Come anticipato sopra, il Gran Premio della XXXII Esposizione Internazionale d’Arte andò a Rauschenberg, che esponeva solo quattro lavori al padiglione degli Stati Uniti; appena si seppe del premio gli organizzatori provvidero a farvi trasportare in fretta e furia altre sue opere esposte a San Gregorio, forse fiutando le imminenti polemiche e cavalcando l’onda dello scandalo: in questo modo l’evento ebbe maggiore visibilità e la scelta della giuria fu in qualche modo più “giustificata”, anche se le polemiche sorsero persino dall’interno della giuria internazionale stessa169.

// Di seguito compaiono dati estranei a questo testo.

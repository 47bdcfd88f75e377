//! Plain geometric building blocks of the play field.
//!
//! - [`Rect`] - axis-aligned bounding boxes with strict overlap testing
//! - [`Obstacle`] - a column pair with a gap, positioned by its left edge

pub use self::{geometry::*, obstacle::*};

mod geometry;
mod obstacle;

Lo stesso anno Rauschenberg aveva anche realizzato le scenografie per un balletto di Michael Cunningham con musiche di John Cage, di scena alla Fenice.

Il livello delle opere presentate dagli Stati Uniti era altissimo; oltre agli artisti già citati, esponevano anche John Chamberlain, Claes Oldenburg e Jim Dine, popolando la Biennale di follie immaginative Pop: spazzolini giganti, fumetti enormi e oggetti quotidiani.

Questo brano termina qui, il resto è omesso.